2024
Cell Communication and Signaling

Targeting NLRP3 inhibits AML progression by inducing PERK/eIF2-mediated apoptosis

Authors:

Michela Luciano, Helene Sieberer, Peter W. Krenn, Hieu-Hoa Dang, Julia Vetter, Theresa Neuper, Diana Amend, Constantin Blöchl, Christian X. Weichenberger, Anna Eglseer, Michael S. Unger, Ancuela Andosch, Philip Steiner, Daniel Neureiter, Renate Bauer, Laura Hummer, Suzana Tesanovic, Stephanie Binder, Dominik P. Elmer, Helen Strandt, Susanne Schaller, Dirk Strunk, Lisa Pleyer, Richard Greil, Stephan Winkler, Tanja N. Hartmann, Dirk Schmidt-Arras, Christian G. Huber, Fritz Aberger, Jutta Horejs-Hoeck

Keywords:

Acute myeloid leukemia; Apoptosis; eIF2α; NLRP3; PERK

Abstract:

Background: Acute myeloid leukemia (AML) is characterized by the abnormal proliferation of myeloid precursor cells and presents significant challenges in treatment due to its heterogeneity. Recently, the NLRP3 inflammasome has emerged as a potential contributor to AML pathogenesis, although its precise mechanisms remain poorly understood.

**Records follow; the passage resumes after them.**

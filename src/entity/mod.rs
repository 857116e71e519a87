//! Persistent entity references and their serialization-time substitutes.
//!
//! Before an object crosses a serialization boundary,
//! [`Container::prepare_for_serialization`](crate::Container::prepare_for_serialization)
//! replaces every reference to an already persisted entity with an
//! [`EntityReferenceRecord`] kept in the object's [`EntityReferences`] side
//! table. [`Container::restore_after_deserialization`](crate::Container::restore_after_deserialization)
//! fetches the entities back through a [`PersistenceLookup`].

use std::any::Any;
use std::sync::Arc;

use serde::{Deserialize, Serialize};
use thiserror::Error;

use crate::key::ServiceId;

mod path;
mod tracker;
mod value;

pub use path::{PathSegment, PropertyPath};
pub use value::Value;

/// Property name under which the side table is listed for serialization.
pub const ENTITY_REFERENCES_PROPERTY: &str = "__entityReferences";

/// A persistent domain object with a durable identity.
pub trait Entity: Send + Sync + 'static {
    fn entity_type(&self) -> &str;

    fn identifier(&self) -> String;

    /// `true` for entities that were never saved; those are serialized as-is.
    fn is_new(&self) -> bool {
        false
    }

    /// `true` for lazy or remote stand-ins that have not loaded their data yet.
    fn is_unresolved_proxy(&self) -> bool {
        false
    }

    fn as_any(&self) -> &dyn Any;
}

pub type EntityRef = Arc<dyn Entity>;

/// Why a lookup did not produce an entity.
#[derive(Debug, Clone, PartialEq, Eq, Error)]
pub enum LookupError {
    #[error("entity not found")]
    NotFound,
    #[error("{0}")]
    Failed(String),
}

/// Fetches entities by type and identifier on restore.
///
/// Any `Fn(&str, &str) -> Result<EntityRef, LookupError>` closure is a lookup.
pub trait PersistenceLookup: Send + Sync {
    fn resolve_entity(&self, entity_type: &str, identifier: &str) -> Result<EntityRef, LookupError>;
}

impl<F> PersistenceLookup for F
where
    F: Fn(&str, &str) -> Result<EntityRef, LookupError> + Send + Sync,
{
    fn resolve_entity(&self, entity_type: &str, identifier: &str) -> Result<EntityRef, LookupError> {
        self(entity_type, identifier)
    }
}

/// Serialization-time substitute for one entity reference.
#[derive(Debug, Clone, PartialEq, Eq, Serialize, Deserialize)]
pub struct EntityReferenceRecord {
    pub path: PropertyPath,
    pub entity_type: String,
    pub identifier: String,
    /// `false` when the reference was detached because it was an unloaded proxy of an unsaved entity.
    pub persisted: bool,
}

/// A collaborator property left out of serialization, rebound on restore.
#[derive(Debug, Clone, PartialEq, Eq, Serialize, Deserialize)]
pub struct CollaboratorRecord {
    pub property: String,
    pub identity: ServiceId,
}

/// Side table of detached references owned by a persistable object.
///
/// Entity records keep the order in which they were detached. Collaborator
/// records name the properties whose singleton or lazily bound service was
/// dropped from serialization.
#[derive(Debug, Clone, Default, PartialEq, Eq, Serialize, Deserialize)]
pub struct EntityReferences {
    #[serde(default)]
    records: Vec<EntityReferenceRecord>,
    #[serde(default, skip_serializing_if = "Vec::is_empty")]
    collaborators: Vec<CollaboratorRecord>,
}

impl EntityReferences {
    pub fn new() -> Self {
        Self::default()
    }

    pub fn push(&mut self, record: EntityReferenceRecord) {
        self.records.push(record);
    }

    pub fn push_collaborator(&mut self, record: CollaboratorRecord) {
        self.collaborators.push(record);
    }

    pub fn records(&self) -> &[EntityReferenceRecord] {
        &self.records
    }

    pub fn collaborators(&self) -> &[CollaboratorRecord] {
        &self.collaborators
    }

    /// Number of entity and collaborator records.
    pub fn len(&self) -> usize {
        self.records.len() + self.collaborators.len()
    }

    pub fn is_empty(&self) -> bool {
        self.records.is_empty() && self.collaborators.is_empty()
    }

    pub fn clear(&mut self) {
        self.records.clear();
        self.collaborators.clear();
    }

    /// `true` when `property` as a whole was taken out of the object.
    pub(crate) fn replaces(&self, property: &str) -> bool {
        self.records.iter().any(|r| !r.path.is_nested() && r.path.property() == property)
            || self.collaborators.iter().any(|c| c.property == property)
    }
}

Methods: Public genome datasets were utilized to evaluate the expression of NLRP3 inflammasome-related genes (IL-1β, IL-18, ASC, and NLRP3) in AML patients compared to healthy individuals. CRISPR/Cas9 technology was employed to generate NLRP3-deficient MOLM-13 AML cells, followed by comprehensive characterization using real-time PCR, western blotting, FACS analysis, and transmission electron and immunofluorescence microscopy. Proteomic analyses were conducted to identify NLRP3-dependent alterations in protein levels, with a focus on the eIF2 kinase PERK-mediated signaling pathways. Additionally, in vivo studies were performed using a leukemic mouse model to elucidate the pathogenic role of NLRP3 in AML.

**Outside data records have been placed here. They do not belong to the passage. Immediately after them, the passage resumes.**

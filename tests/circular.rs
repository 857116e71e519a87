mod common;

use std::sync::Arc;

use common::{register_collaborators, Clock};
use weft_di::{
    BoundArguments, Component, DiError, DiResult, Inject, Injectable, Resolver, ServiceCollection, ServiceId,
    SlotCell, TypeSchema,
};

// ===== Lazy singleton pair =====

struct Orders {
    billing: Inject<Billing>,
}

struct Billing {
    orders: Inject<Orders>,
}

impl Injectable for Orders {
    fn slot(&self, name: &str) -> Option<&dyn SlotCell> {
        (name == "billing").then_some(&self.billing as &dyn SlotCell)
    }
}

impl Component for Orders {
    fn schema() -> TypeSchema {
        TypeSchema::new::<Self>().singleton().inject("billing", "Billing")
    }

    fn construct(_: &BoundArguments) -> DiResult<Self> {
        Ok(Self { billing: Inject::new() })
    }
}

impl Injectable for Billing {
    fn slot(&self, name: &str) -> Option<&dyn SlotCell> {
        (name == "orders").then_some(&self.orders as &dyn SlotCell)
    }
}

impl Component for Billing {
    fn schema() -> TypeSchema {
        TypeSchema::new::<Self>().singleton().inject("orders", "Orders")
    }

    fn construct(_: &BoundArguments) -> DiResult<Self> {
        Ok(Self { orders: Inject::new() })
    }
}

// ===== Eager singleton pair =====

struct Alpha {
    beta: Inject<Beta>,
}

struct Beta {
    alpha: Inject<Alpha>,
}

impl Injectable for Alpha {
    fn slot(&self, name: &str) -> Option<&dyn SlotCell> {
        (name == "beta").then_some(&self.beta as &dyn SlotCell)
    }
}

impl Component for Alpha {
    fn schema() -> TypeSchema {
        TypeSchema::new::<Self>().singleton().inject_eager("beta", "Beta")
    }

    fn construct(_: &BoundArguments) -> DiResult<Self> {
        Ok(Self { beta: Inject::new() })
    }
}

impl Injectable for Beta {
    fn slot(&self, name: &str) -> Option<&dyn SlotCell> {
        (name == "alpha").then_some(&self.alpha as &dyn SlotCell)
    }
}

impl Component for Beta {
    fn schema() -> TypeSchema {
        TypeSchema::new::<Self>().singleton().inject_eager("alpha", "Alpha")
    }

    fn construct(_: &BoundArguments) -> DiResult<Self> {
        Ok(Self { alpha: Inject::new() })
    }
}

// ===== Prototype pair =====

struct Ping {
    pong: Inject<Pong>,
}

struct Pong {
    ping: Inject<Ping>,
}

impl Injectable for Ping {
    fn slot(&self, name: &str) -> Option<&dyn SlotCell> {
        (name == "pong").then_some(&self.pong as &dyn SlotCell)
    }
}

impl Component for Ping {
    fn schema() -> TypeSchema {
        TypeSchema::new::<Self>().inject("pong", "Pong")
    }

    fn construct(_: &BoundArguments) -> DiResult<Self> {
        Ok(Self { pong: Inject::new() })
    }
}

impl Injectable for Pong {
    fn slot(&self, name: &str) -> Option<&dyn SlotCell> {
        (name == "ping").then_some(&self.ping as &dyn SlotCell)
    }
}

impl Component for Pong {
    fn schema() -> TypeSchema {
        TypeSchema::new::<Self>().inject("ping", "Ping")
    }

    fn construct(_: &BoundArguments) -> DiResult<Self> {
        Ok(Self { ping: Inject::new() })
    }
}

// ===== Holder of a single lazy slot =====

struct Holder {
    target: Inject<Clock>,
}

impl Injectable for Holder {
    fn slot(&self, name: &str) -> Option<&dyn SlotCell> {
        (name == "target").then_some(&self.target as &dyn SlotCell)
    }
}

struct MissingHolder(Holder);

impl Injectable for MissingHolder {
    fn slot(&self, name: &str) -> Option<&dyn SlotCell> {
        self.0.slot(name)
    }
}

impl Component for MissingHolder {
    fn schema() -> TypeSchema {
        TypeSchema::new::<Self>().singleton().inject("target", "Nowhere")
    }

    fn construct(_: &BoundArguments) -> DiResult<Self> {
        Ok(Self(Holder { target: Inject::new() }))
    }
}

impl Component for Holder {
    fn schema() -> TypeSchema {
        TypeSchema::new::<Self>().singleton().inject("target", "Clock")
    }

    fn construct(_: &BoundArguments) -> DiResult<Self> {
        Ok(Self { target: Inject::new() })
    }
}

fn id(name: &str) -> ServiceId {
    ServiceId::new(name)
}

#[test]
fn lazy_singleton_cycle_resolves_to_shared_instances() {
    let mut services = ServiceCollection::new();
    services.register::<Orders>("Orders");
    services.register::<Billing>("Billing");
    let container = services.build();

    let orders = container.get::<Orders>(&id("Orders")).unwrap();
    assert!(orders.billing.is_proxy());
    assert!(!orders.billing.is_resolved());
    assert_eq!(container.lazy_dependency_count(), 1);

    let billing = orders.billing.get().unwrap();
    assert!(orders.billing.is_resolved());
    assert!(Arc::ptr_eq(&billing.orders.get().unwrap(), &orders));
    assert!(Arc::ptr_eq(&billing, &container.get::<Billing>(&id("Billing")).unwrap()));
}

#[test]
fn eager_singleton_cycle_sees_partial_instance() {
    let mut services = ServiceCollection::new();
    services.register::<Alpha>("Alpha");
    services.register::<Beta>("Beta");
    let container = services.build();

    let alpha = container.get::<Alpha>(&id("Alpha")).unwrap();
    let beta = alpha.beta.peek().unwrap();
    assert!(Arc::ptr_eq(&beta.alpha.peek().unwrap(), &alpha));
    assert_eq!(container.lazy_dependency_count(), 0);
    assert_eq!(container.singleton_count(), 2);
}

#[test]
fn prototype_cycle_is_reported_with_its_path() {
    let mut services = ServiceCollection::new();
    services.register::<Ping>("Ping");
    services.register::<Pong>("Pong");
    let container = services.build();

    match container.get::<Ping>(&id("Ping")) {
        Err(DiError::CircularResolution(path)) => assert_eq!(path, vec!["Ping", "Pong", "Ping"]),
        other => panic!("expected circular resolution, got {:?}", other.map(|_| ())),
    }
    // the resolution stack is unwound after the failure
    assert!(matches!(
        container.get::<Ping>(&id("Ping")),
        Err(DiError::CircularResolution(_))
    ));
}

#[test]
fn lazy_failure_surfaces_on_first_use() {
    let mut services = ServiceCollection::new();
    services.register::<MissingHolder>("Holder");
    let container = services.build();

    let holder = container.get::<MissingHolder>(&id("Holder")).unwrap();
    assert!(holder.0.target.is_proxy());
    match holder.0.target.get() {
        Err(DiError::UnresolvableService(missing)) => assert_eq!(missing.as_str(), "Nowhere"),
        other => panic!("expected unresolvable, got {:?}", other.map(|_| ())),
    }
    assert!(holder.0.target.get().is_err());
}

#[test]
fn forcing_after_container_drop_is_unavailable() {
    let mut services = ServiceCollection::new();
    register_collaborators(&mut services);
    services.register::<Holder>("Holder");
    let container = services.build();

    let holder = container.get::<Holder>(&id("Holder")).unwrap();
    assert!(holder.target.is_proxy());
    drop(container);

    match holder.target.get() {
        Err(DiError::ContainerUnavailable(target)) => assert_eq!(target.as_str(), "Clock"),
        other => panic!("expected container unavailable, got {:?}", other.map(|_| ())),
    }
}

#[test]
fn resolved_proxy_outlives_the_container() {
    let mut services = ServiceCollection::new();
    register_collaborators(&mut services);
    services.register::<Holder>("Holder");
    let container = services.build();

    let holder = container.get::<Holder>(&id("Holder")).unwrap();
    let clock = holder.target.get().unwrap();
    drop(container);

    assert!(Arc::ptr_eq(&holder.target.get().unwrap(), &clock));
}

Results: Elevated expression of NLRP3 was significantly associated with diminished overall survival in AML patients. Genetic deletion, pharmacological inhibition and silencing by RNA interference of NLRP3 led to decreased AML cell survival through the induction of apoptosis. Proteomic analyses uncovered NLRP3-dependent alterations in protein translation, characterized by enhanced eIF2α phosphorylation in NLRP3-deficient AML cells. Moreover, inhibition of PERK-mediated eIF2α phosphorylation reduced apoptosis by downregulating pro-apoptotic Bcl-2 family members. In vivo studies demonstrated reduced leukemic burden in mice engrafted with NLRP3 knockout AML cells, as evidenced by alleviated leukemic symptoms.

Conclusion: Our findings elucidate the involvement of the NLRP3/PERK/eIF2 axis as a novel driver of AML cell survival. Targeting NLRP3-induced signaling pathways, particularly through the PERK/eIF2 axis, presents a promising therapeutic strategy for AML intervention. These insights into the role of the NLRP3 inflammasome offer potential avenues for improving the prognosis and treatment outcomes of AML patients.